*** Records shown ***
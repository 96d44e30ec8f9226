//! # Pagination
//!
//! Page bookkeeping shared by the company, quotes and approvals slices.

use serde::{Deserialize, Serialize};
use ts_rs::TS;

use crate::DEFAULT_PAGE_SIZE;

/// Where a paged list currently stands.
#[derive(Debug, Clone, Copy, PartialEq, Eq, Serialize, Deserialize, TS)]
#[ts(export)]
#[serde(rename_all = "camelCase")]
pub struct PaginationState {
    pub current_page: u32,
    pub page_size: u32,
    pub total_items: u64,
    pub total_pages: u32,
    pub has_next_page: bool,
    pub has_previous_page: bool,
}

impl Default for PaginationState {
    fn default() -> Self {
        create_pagination_state(1, DEFAULT_PAGE_SIZE, 0)
    }
}

/// Computes pagination flags from a page, a page size and a total count.
///
/// Pages are 1-based. A page size of zero yields zero pages rather than a
/// division by zero.
///
/// ```rust
/// use b2b_core::pagination::create_pagination_state;
///
/// let p = create_pagination_state(2, 20, 45);
/// assert_eq!(p.total_pages, 3);
/// assert!(p.has_next_page);
/// assert!(p.has_previous_page);
/// ```
pub fn create_pagination_state(page: u32, page_size: u32, total_items: u64) -> PaginationState {
    let total_pages = if page_size == 0 {
        0
    } else {
        let pages = total_items.div_ceil(u64::from(page_size));
        u32::try_from(pages).unwrap_or(u32::MAX)
    };

    PaginationState {
        current_page: page,
        page_size,
        total_items,
        total_pages,
        has_next_page: page < total_pages,
        has_previous_page: page > 1,
    }
}
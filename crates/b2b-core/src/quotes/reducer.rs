//! Quotes reducer.

use std::sync::Arc;

use crate::pagination::{create_pagination_state, PaginationState};
use crate::quotes::actions::QuotesAction;
use crate::quotes::state::{initial_quotes_state, QuotesState};
use crate::types::{AsyncStatus, Quote, QuoteFilters};

pub fn quotes_reducer(state: &Arc<QuotesState>, action: &QuotesAction) -> Arc<QuotesState> {
    match action {
        QuotesAction::FetchQuotesStart => Arc::new(QuotesState {
            list_status: AsyncStatus::Loading,
            error: None,
            ..(**state).clone()
        }),

        QuotesAction::FetchQuotesSuccess {
            quotes,
            total,
            page,
            page_size,
        } => Arc::new(QuotesState {
            quotes: quotes.clone(),
            list_status: AsyncStatus::Succeeded,
            pagination: create_pagination_state(*page, *page_size, *total),
            ..(**state).clone()
        }),

        QuotesAction::FetchQuotesFailure(message) => Arc::new(QuotesState {
            list_status: AsyncStatus::Failed,
            error: Some(message.clone()),
            ..(**state).clone()
        }),

        QuotesAction::FetchQuoteDetailStart => Arc::new(QuotesState {
            detail_status: AsyncStatus::Loading,
            error: None,
            ..(**state).clone()
        }),

        QuotesAction::FetchQuoteDetailSuccess(quote) => Arc::new(QuotesState {
            selected_quote: Some(quote.clone()),
            detail_status: AsyncStatus::Succeeded,
            ..(**state).clone()
        }),

        QuotesAction::FetchQuoteDetailFailure(message) => Arc::new(QuotesState {
            detail_status: AsyncStatus::Failed,
            error: Some(message.clone()),
            ..(**state).clone()
        }),

        QuotesAction::SetFilters(filters) => Arc::new(QuotesState {
            filters: filters.clone(),
            pagination: first_page(&state.pagination),
            ..(**state).clone()
        }),

        QuotesAction::ClearFilters => Arc::new(QuotesState {
            filters: QuoteFilters::default(),
            pagination: first_page(&state.pagination),
            ..(**state).clone()
        }),

        QuotesAction::SetPage(page) => Arc::new(QuotesState {
            pagination: create_pagination_state(
                *page,
                state.pagination.page_size,
                state.pagination.total_items,
            ),
            ..(**state).clone()
        }),

        QuotesAction::QuoteCreated(quote) => {
            let mut quotes = Vec::with_capacity(state.quotes.len() + 1);
            quotes.push(quote.clone());
            quotes.extend(state.quotes.iter().cloned());

            Arc::new(QuotesState {
                quotes,
                pagination: create_pagination_state(
                    state.pagination.current_page,
                    state.pagination.page_size,
                    state.pagination.total_items + 1,
                ),
                ..(**state).clone()
            })
        }

        QuotesAction::QuoteUpdated(quote) => Arc::new(QuotesState {
            quotes: replace_by_id(&state.quotes, quote),
            selected_quote: match &state.selected_quote {
                Some(selected) if selected.id == quote.id => Some(quote.clone()),
                other => other.clone(),
            },
            ..(**state).clone()
        }),

        QuotesAction::ClearSelectedQuote => Arc::new(QuotesState {
            selected_quote: None,
            detail_status: AsyncStatus::Idle,
            ..(**state).clone()
        }),

        QuotesAction::ClearError if state.error.is_none() => Arc::clone(state),

        QuotesAction::ClearError => Arc::new(QuotesState {
            error: None,
            ..(**state).clone()
        }),

        QuotesAction::Reset => Arc::new(initial_quotes_state()),
    }
}

fn first_page(pagination: &PaginationState) -> PaginationState {
    create_pagination_state(1, pagination.page_size, pagination.total_items)
}

fn replace_by_id(quotes: &[Quote], updated: &Quote) -> Vec<Quote> {
    quotes
        .iter()
        .map(|quote| {
            if quote.id == updated.id {
                updated.clone()
            } else {
                quote.clone()
            }
        })
        .collect()
}

#[cfg(test)]
pub(crate) mod fixtures {
    use chrono::{TimeZone, Utc};

    use crate::money::Money;
    use crate::types::{Quote, QuoteLineItem, QuoteStatus};

    pub fn quote(id: &str, status: QuoteStatus) -> Quote {
        let unit_price = Money::from_cents(1_250);
        Quote {
            id: id.to_string(),
            quote_number: format!("Q-{id}"),
            company_id: "C1".to_string(),
            status,
            items: vec![QuoteLineItem {
                product_id: "P1".to_string(),
                sku: "SKU-P1".to_string(),
                name: "Pallet wrap".to_string(),
                quantity: 40,
                unit_price,
                line_total: unit_price.multiply_quantity(40),
            }],
            total: unit_price.multiply_quantity(40),
            currency: "USD".to_string(),
            valid_until: Some(Utc.with_ymd_and_hms(2024, 7, 1, 0, 0, 0).unwrap()),
            created_at: Utc.with_ymd_and_hms(2024, 6, 1, 9, 30, 0).unwrap(),
        }
    }
}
***
**What you should do:** If a line in the data contains the string "Loading", copy it.

**Finished exercise:**
            list_status: AsyncStatus::Loading,
            detail_status: AsyncStatus::Loading,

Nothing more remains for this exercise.